[[ Supplied entries open ]]
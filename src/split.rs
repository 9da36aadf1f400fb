use rand::distributions::{Distribution, WeightedIndex};
use rand::Rng;

use crate::config::{DatasetConfig, SplitIds};
use crate::error::{DatasetError, Result};
use crate::types::{ImageGroup, Split, SplitReason};

/// Decides the train/val/test split of an image.
///
/// Rules are checked in order: fixed uploads, fixed images, grown weed
/// uploads (always train), and finally a weighted random draw.
#[derive(Debug, Clone)]
pub struct SplitAssigner {
    fixed_uploads: SplitIds,
    fixed_images: SplitIds,
    weights: WeightedIndex<f64>,
}

impl SplitAssigner {
    /// `bucket_prob` holds the train, val and test weights; they need not sum to 1.
    pub fn new(fixed_uploads: SplitIds, fixed_images: SplitIds, bucket_prob: [f64; 3]) -> Result<Self> {
        let weights = WeightedIndex::new(bucket_prob).map_err(|e| {
            DatasetError::InvalidConfig(format!("bucket_prob {:?}: {}", bucket_prob, e))
        })?;
        Ok(Self {
            fixed_uploads,
            fixed_images,
            weights,
        })
    }

    pub fn from_config(config: &DatasetConfig) -> Result<Self> {
        Self::new(
            config.fixed_uploads.clone(),
            config.fixed_images.clone(),
            config.bucket_prob,
        )
    }

    /// Split for one image group.
    ///
    /// Only groups that fall through to the random draw consume a value from `rng`.
    pub fn assign<R: Rng + ?Sized>(&self, group: &ImageGroup, rng: &mut R) -> (Split, SplitReason) {
        self.assign_ids(group.upload_id(), group.image_id, group.is_grown_weed(), rng)
    }

    pub fn assign_ids<R: Rng + ?Sized>(
        &self,
        upload_id: i64,
        image_id: i64,
        grown_weed: bool,
        rng: &mut R,
    ) -> (Split, SplitReason) {
        if let Some(split) = self.fixed_uploads.find(upload_id) {
            return (split, SplitReason::FixedUpload);
        }
        if let Some(split) = self.fixed_images.find(image_id) {
            return (split, SplitReason::FixedImage);
        }
        // Grown plants teach plant features but must stay out of evaluation
        if grown_weed {
            return (Split::Train, SplitReason::GrownWeed);
        }
        (Split::ALL[self.weights.sample(rng)], SplitReason::RandomDraw)
    }
}

#[cfg(test)]
mod tests {
    use super::*;
    use rand::rngs::StdRng;
    use rand::SeedableRng;

    fn ids(train: &[i64], val: &[i64], test: &[i64]) -> SplitIds {
        SplitIds {
            train: train.iter().copied().collect(),
            val: val.iter().copied().collect(),
            test: test.iter().copied().collect(),
        }
    }

    #[test]
    fn test_fixed_upload_beats_everything() {
        let assigner = SplitAssigner::new(
            ids(&[773], &[], &[]),
            ids(&[], &[], &[5]),
            [0.0, 0.0, 1.0],
        )
        .unwrap();
        let mut rng = StdRng::seed_from_u64(42);

        for grown in [false, true] {
            assert_eq!(
                assigner.assign_ids(773, 5, grown, &mut rng),
                (Split::Train, SplitReason::FixedUpload)
            );
        }
    }

    #[test]
    fn test_upload_sets_checked_in_split_order() {
        let assigner =
            SplitAssigner::new(ids(&[], &[9], &[9]), SplitIds::default(), [1.0, 0.0, 0.0]).unwrap();
        let mut rng = StdRng::seed_from_u64(0);
        assert_eq!(assigner.assign_ids(9, 1, false, &mut rng).0, Split::Val);
    }

    #[test]
    fn test_fixed_image_beats_grown_weed() {
        let assigner =
            SplitAssigner::new(SplitIds::default(), ids(&[], &[], &[849]), [1.0, 0.0, 0.0]).unwrap();
        let mut rng = StdRng::seed_from_u64(0);
        assert_eq!(
            assigner.assign_ids(1, 849, true, &mut rng),
            (Split::Test, SplitReason::FixedImage)
        );
    }

    #[test]
    fn test_grown_weed_goes_to_train() {
        let assigner =
            SplitAssigner::new(SplitIds::default(), SplitIds::default(), [0.0, 0.0, 1.0]).unwrap();
        let mut rng = StdRng::seed_from_u64(0);
        assert_eq!(
            assigner.assign_ids(1, 2, true, &mut rng),
            (Split::Train, SplitReason::GrownWeed)
        );
        assert_eq!(
            assigner.assign_ids(1, 2, false, &mut rng),
            (Split::Test, SplitReason::RandomDraw)
        );
    }

    #[test]
    fn test_weights_need_not_be_normalized() {
        let assigner =
            SplitAssigner::new(SplitIds::default(), SplitIds::default(), [0.0, 5.0, 0.0]).unwrap();
        let mut rng = StdRng::seed_from_u64(3);
        for image_id in 0..50 {
            assert_eq!(assigner.assign_ids(1, image_id, false, &mut rng).0, Split::Val);
        }
    }

    #[test]
    fn test_zero_weights_are_rejected() {
        let result = SplitAssigner::new(SplitIds::default(), SplitIds::default(), [0.0, 0.0, 0.0]);
        assert!(matches!(result, Err(DatasetError::InvalidConfig(_))));
    }

    #[test]
    fn test_random_draw_ratio_and_reproducibility() {
        let assigner =
            SplitAssigner::new(SplitIds::default(), SplitIds::default(), [0.8, 0.2, 0.0]).unwrap();

        let draw = |seed: u64| -> Vec<Split> {
            let mut rng = StdRng::seed_from_u64(seed);
            (0..1000)
                .map(|image_id| assigner.assign_ids(1, image_id, false, &mut rng).0)
                .collect()
        };

        let first = draw(1234);
        assert_eq!(first, draw(1234));

        let train = first.iter().filter(|s| **s == Split::Train).count();
        let test = first.iter().filter(|s| **s == Split::Test).count();
        assert!((720..=880).contains(&train), "train count {}", train);
        assert_eq!(test, 0);
    }
}
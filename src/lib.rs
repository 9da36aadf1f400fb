//! RoboWeedMaps annotations to YOLO dataset builder
//!
//! This library turns an annotation export into a YOLO object-detection
//! dataset: PSEZ filtering, class resolution, train/val/test assignment and
//! normalized label files.

pub mod config;
pub mod conversion;
pub mod dataset;
pub mod error;
pub mod io;
pub mod resolve;
pub mod split;
pub mod types;
pub mod utils;

// Re-export commonly used types and functions
pub use config::{Args, DatasetConfig, LinkMode, SplitIds};
pub use dataset::{DatasetPipeline, Materializer};
pub use error::{DatasetError, Result};
pub use io::{
    create_dataset_yaml, read_annotation_records, setup_output_directories, DatasetManifest,
    FsMaterializer,
};
pub use resolve::{ClassCatalog, ClassResolution, ClassResolver, PsezFilter};
pub use split::SplitAssigner;
pub use types::{AnnotationRecord, ImageGroup, ImagePlan, OutputDirs, ProcessingStats, Split};
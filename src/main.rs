//! Valet - Rust 语音助理命令路由
//!
//! 入口：初始化日志、装配存储 / 会话 / 路由器 / 代理桥接，启动 HTTP 服务。

use std::sync::Arc;
use std::time::Duration;

use anyhow::Context;

use valet::config::load_config;
use valet::router::{
    AgentBridge, AgentTransport, Classifier, HttpAgentTransport, LocalExecutor, NullTransport,
    Router, SessionRegistry,
};
use valet::server::{create_router, AppState};
use valet::store::{JsonStore, MemoryStore, TaskStore};

#[tokio::main]
async fn main() -> anyhow::Result<()> {
    valet::observability::init();

    let cfg = load_config(None).context("Failed to load config")?;

    // 存储：配置了数据文件则与仪表盘共用 JSON 快照，否则纯内存
    let store: Arc<dyn TaskStore> = match cfg.store.data_path {
        Some(ref path) => {
            tracing::info!("using json store at {}", path.display());
            Arc::new(JsonStore::open(path).context("Failed to open data file")?)
        }
        None => {
            tracing::info!("no data file configured, using in-memory store");
            Arc::new(MemoryStore::new())
        }
    };

    // 代理传输：未配置端点时一律走不可达回退
    let transport: Arc<dyn AgentTransport> = match cfg.agent.endpoint {
        Some(ref endpoint) => {
            tracing::info!("agent endpoint: {}", endpoint);
            Arc::new(HttpAgentTransport::new(
                endpoint.clone(),
                cfg.agent.token.clone(),
            ))
        }
        None => {
            tracing::warn!("no agent endpoint configured, delegations will fall back");
            Arc::new(NullTransport)
        }
    };

    let registry = Arc::new(SessionRegistry::new(cfg.session.max_history));
    let bridge = Arc::new(AgentBridge::new(
        transport,
        Duration::from_secs(cfg.agent.reply_deadline_secs),
        cfg.agent.callback_base.clone(),
    ));
    let router = Arc::new(Router::new(
        Arc::clone(&registry),
        Classifier::new(&cfg.agent.assistant_name),
        LocalExecutor::new(Arc::clone(&store), cfg.agent.assistant_name.clone()),
        Arc::clone(&bridge),
    ));

    let state = Arc::new(AppState {
        router,
        bridge,
        registry,
        store,
    });

    let addr = format!("{}:{}", cfg.server.bind, cfg.server.port);
    let listener = tokio::net::TcpListener::bind(&addr)
        .await
        .with_context(|| format!("Failed to bind {}", addr))?;
    tracing::info!("valet listening on {}", addr);

    axum::serve(listener, create_router(state))
        .await
        .context("Server exited")?;

    Ok(())
}
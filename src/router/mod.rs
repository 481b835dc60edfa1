//! 命令路由核心
//!
//! 语音助理的大脑：会话管理（`session`）、规则分类（`classify`）、
//! 本地动作执行（`actions`）、外部代理桥接（`bridge`），由 `runtime`
//! 里的 [`Router`] 串成一条「消息进、文本出」的处理链。

pub mod actions;
pub mod bridge;
pub mod classify;
pub mod runtime;
pub mod session;

pub use actions::LocalExecutor;
pub use bridge::{AgentBridge, AgentTransport, HttpAgentTransport, NullTransport};
pub use classify::{Classifier, Command, QueryTopic};
pub use runtime::{Reply, ReplySource, Router};
pub use session::{ChatMessage, Role, SessionRegistry, TurnGuard};
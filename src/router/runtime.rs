//! 路由器
//!
//! 每条消息一个轮次：抢占会话忙碌标志（抢不到直接拒绝，不入历史），
//! 记录用户消息，按分类结果分发到本地执行器或代理桥接，最后记录助手
//! 答复。对外契约是「总会在期限内返回文本」，任何内部失败都已在各自
//! 边界转换为对话文本。

use std::sync::Arc;

use chrono::{DateTime, Utc};
use serde::Serialize;

use super::actions::LocalExecutor;
use super::bridge::AgentBridge;
use super::classify::{Classifier, Command};
use super::session::{Role, SessionRegistry};

/// 会话忙碌时的拒绝答复（不入历史）
const BUSY_REPLY: &str =
    "I'm still working on your last request. Give me a moment and try again.";

/// 空消息的提示（不入历史）
const EMPTY_REPLY: &str = "I didn't catch that. Could you say it again?";

/// 答复来源
#[derive(Debug, Clone, Copy, PartialEq, Eq, Serialize)]
#[serde(rename_all = "lowercase")]
pub enum ReplySource {
    /// 本地处理（快速动作、查询、能力说明）
    Local,
    /// 经代理桥接（含超时临时答复与不可达回退）
    Agent,
    /// 会话忙碌，本条被拒绝
    Busy,
}

/// 一次轮次的结果
#[derive(Debug, Clone, Serialize)]
pub struct Reply {
    pub text: String,
    pub timestamp: DateTime<Utc>,
    pub source: ReplySource,
}

impl Reply {
    fn now(text: String, source: ReplySource) -> Self {
        Self {
            text,
            timestamp: Utc::now(),
            source,
        }
    }
}

/// 命令路由器
pub struct Router {
    registry: Arc<SessionRegistry>,
    classifier: Classifier,
    executor: LocalExecutor,
    bridge: Arc<AgentBridge>,
}

impl Router {
    pub fn new(
        registry: Arc<SessionRegistry>,
        classifier: Classifier,
        executor: LocalExecutor,
        bridge: Arc<AgentBridge>,
    ) -> Self {
        Self {
            registry,
            classifier,
            executor,
            bridge,
        }
    }

    /// 处理一条用户消息
    ///
    /// 忙碌拒绝与空消息提示不写入历史；正常轮次先记用户消息再分发，
    /// 答复产生后记助手消息。守卫跨 await 持有，分发路径提前返回或
    /// panic 都会释放忙碌标志。
    pub async fn submit(&self, user_id: &str, text: &str) -> Reply {
        let text = text.trim();
        if text.is_empty() {
            return Reply::now(EMPTY_REPLY.to_string(), ReplySource::Local);
        }

        let Some(_guard) = self.registry.try_begin_turn(user_id).await else {
            tracing::debug!(user_id = %user_id, "turn rejected, session busy");
            return Reply::now(BUSY_REPLY.to_string(), ReplySource::Busy);
        };

        self.registry
            .append_message(user_id, Role::User, text)
            .await;

        let command = self.classifier.classify(text);
        tracing::info!(user_id = %user_id, command = ?command_label(&command), "routing message");

        let (reply_text, source) = match command {
            Command::AddTask { title } => {
                (self.executor.add_task(&title).await, ReplySource::Local)
            }
            Command::CompleteTask { fragment } => (
                self.executor.complete_task(&fragment).await,
                ReplySource::Local,
            ),
            Command::LogWork { entry } => {
                (self.executor.log_work(&entry).await, ReplySource::Local)
            }
            Command::Query(topic) => (self.executor.query(topic, text).await, ReplySource::Local),
            Command::Delegate => (
                self.bridge.delegate(user_id, text).await,
                ReplySource::Agent,
            ),
            Command::Fallback => (self.executor.capabilities(text), ReplySource::Local),
        };

        self.registry
            .append_message(user_id, Role::Assistant, reply_text.clone())
            .await;

        Reply::now(reply_text, source)
    }
}

fn command_label(command: &Command) -> &'static str {
    match command {
        Command::AddTask { .. } => "add_task",
        Command::CompleteTask { .. } => "complete_task",
        Command::LogWork { .. } => "log_work",
        Command::Query(_) => "query",
        Command::Delegate => "delegate",
        Command::Fallback => "fallback",
    }
}

#[cfg(test)]
mod tests {
    use super::*;
    use crate::error::{BridgeError, StoreError};
    use crate::router::bridge::AgentTransport;
    use crate::store::{
        CalendarEvent, EmailStatus, MemoryStore, NewTask, Project, Task, TaskPatch, TaskStatus,
        TaskStore, WorkLogEntry,
    };
    use async_trait::async_trait;
    use std::time::Duration;

    /// 答复前挂起一段时间，用来制造进行中的轮次
    struct SlowTransport {
        delay: Duration,
    }

    #[async_trait]
    impl AgentTransport for SlowTransport {
        async fn send(&self, _: &str, _: &str) -> Result<Option<String>, BridgeError> {
            tokio::time::sleep(self.delay).await;
            Ok(Some("agent done".to_string()))
        }
    }

    /// 所有操作都失败的存储
    struct FailingStore;

    fn offline() -> StoreError {
        StoreError::Io(std::io::Error::new(std::io::ErrorKind::Other, "disk offline"))
    }

    #[async_trait]
    impl TaskStore for FailingStore {
        async fn create_task(&self, _: NewTask) -> Result<Task, StoreError> {
            Err(offline())
        }
        async fn find_task(
            &self,
            _: &(dyn for<'a> Fn(&'a Task) -> bool + Send + Sync),
        ) -> Result<Option<Task>, StoreError> {
            Err(offline())
        }
        async fn update_task(&self, _: &str, _: TaskPatch) -> Result<Task, StoreError> {
            Err(offline())
        }
        async fn append_log(&self, _: WorkLogEntry) -> Result<(), StoreError> {
            Err(offline())
        }
        async fn list_tasks(&self) -> Result<Vec<Task>, StoreError> {
            Err(offline())
        }
        async fn list_projects(&self) -> Result<Vec<Project>, StoreError> {
            Err(offline())
        }
        async fn email_status(&self) -> Result<EmailStatus, StoreError> {
            Err(offline())
        }
        async fn upcoming_events(&self) -> Result<Vec<CalendarEvent>, StoreError> {
            Err(offline())
        }
    }

    fn router_with(store: Arc<MemoryStore>, delay_ms: u64) -> Arc<Router> {
        let registry = Arc::new(SessionRegistry::new(10));
        let bridge = Arc::new(AgentBridge::new(
            Arc::new(SlowTransport {
                delay: Duration::from_millis(delay_ms),
            }),
            Duration::from_secs(5),
            None,
        ));
        Arc::new(Router::new(
            registry,
            Classifier::new("Valet"),
            LocalExecutor::new(store, "Valet"),
            bridge,
        ))
    }

    fn router(store: Arc<MemoryStore>) -> Arc<Router> {
        router_with(store, 0)
    }

    #[tokio::test]
    async fn test_add_then_complete_round_trip() {
        let store = Arc::new(MemoryStore::new());
        let r = router(Arc::clone(&store));

        let reply = r.submit("kris", "add task: Buy milk").await;
        assert_eq!(reply.source, ReplySource::Local);
        assert!(reply.text.contains("\"Buy milk\""));

        let reply = r.submit("kris", "mark task buy milk as done").await;
        assert!(reply.text.contains("completed"));

        let tasks = store.list_tasks().await.unwrap();
        assert_eq!(tasks[0].status, TaskStatus::Completed);
    }

    #[tokio::test]
    async fn test_turn_records_user_then_assistant() {
        let store = Arc::new(MemoryStore::new());
        let r = router(store);

        r.submit("kris", "hello").await;
        let history = r.registry.history("kris").await;
        assert_eq!(history.len(), 2);
        assert_eq!(history[0].role, Role::User);
        assert_eq!(history[0].text, "hello");
        assert_eq!(history[1].role, Role::Assistant);
    }

    #[tokio::test]
    async fn test_busy_session_rejects_without_history() {
        let store = Arc::new(MemoryStore::new());
        let r = router_with(store, 300);

        let first = {
            let r = Arc::clone(&r);
            tokio::spawn(async move { r.submit("kris", "deploy the site").await })
        };
        tokio::time::sleep(Duration::from_millis(50)).await;

        let rejected = r.submit("kris", "what time is it").await;
        assert_eq!(rejected.source, ReplySource::Busy);

        let first = first.await.unwrap();
        assert_eq!(first.source, ReplySource::Agent);
        assert_eq!(first.text, "agent done");

        // 被拒绝的消息与其答复都不入历史
        let history = r.registry.history("kris").await;
        assert_eq!(history.len(), 2);
        assert_eq!(history[0].text, "deploy the site");
    }

    #[tokio::test]
    async fn test_distinct_users_run_concurrently() {
        let store = Arc::new(MemoryStore::new());
        let r = router_with(store, 200);

        let a = {
            let r = Arc::clone(&r);
            tokio::spawn(async move { r.submit("a", "deploy the site").await })
        };
        tokio::time::sleep(Duration::from_millis(50)).await;

        // 另一个用户不受 a 的进行中轮次影响
        let b = r.submit("b", "hello").await;
        assert_eq!(b.source, ReplySource::Local);

        assert_eq!(a.await.unwrap().text, "agent done");
    }

    #[tokio::test]
    async fn test_empty_message_is_not_recorded() {
        let store = Arc::new(MemoryStore::new());
        let r = router(store);

        let reply = r.submit("kris", "   ").await;
        assert!(reply.text.contains("didn't catch"));
        assert!(r.registry.history("kris").await.is_empty());
    }

    #[tokio::test]
    async fn test_store_failure_still_answers_and_releases_turn() {
        let registry = Arc::new(SessionRegistry::new(10));
        let bridge = Arc::new(AgentBridge::new(
            Arc::new(SlowTransport {
                delay: Duration::from_millis(0),
            }),
            Duration::from_secs(5),
            None,
        ));
        let r = Router::new(
            Arc::clone(&registry),
            Classifier::new("Valet"),
            LocalExecutor::new(Arc::new(FailingStore), "Valet"),
            bridge,
        );

        let reply = r.submit("kris", "add task: Buy milk").await;
        assert_eq!(reply.source, ReplySource::Local);
        assert!(reply.text.contains("couldn't reach the task list"));

        // 轮次正常收尾：一问一答入历史，忙碌标志已释放
        assert_eq!(registry.history("kris").await.len(), 2);
        assert!(!registry.is_busy("kris").await);
        let again = r.submit("kris", "what emails do I have?").await;
        assert_eq!(again.source, ReplySource::Local);
    }

    #[tokio::test]
    async fn test_fallback_echoes_original() {
        let store = Arc::new(MemoryStore::new());
        let r = router(store);

        let reply = r.submit("kris", "banana").await;
        assert!(reply.text.contains("\"banana\""));
        assert!(reply.text.contains("Here's what I can do"));
    }
}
[[ Supplied entries closed ]]
### What the task asks
Which lines of the data contain "site"? Copy them all.

### Solution to this exercise
            tokio::spawn(async move { r.submit("kris", "deploy the site").await })
        assert_eq!(history[0].text, "deploy the site");
            tokio::spawn(async move { r.submit("a", "deploy the site").await })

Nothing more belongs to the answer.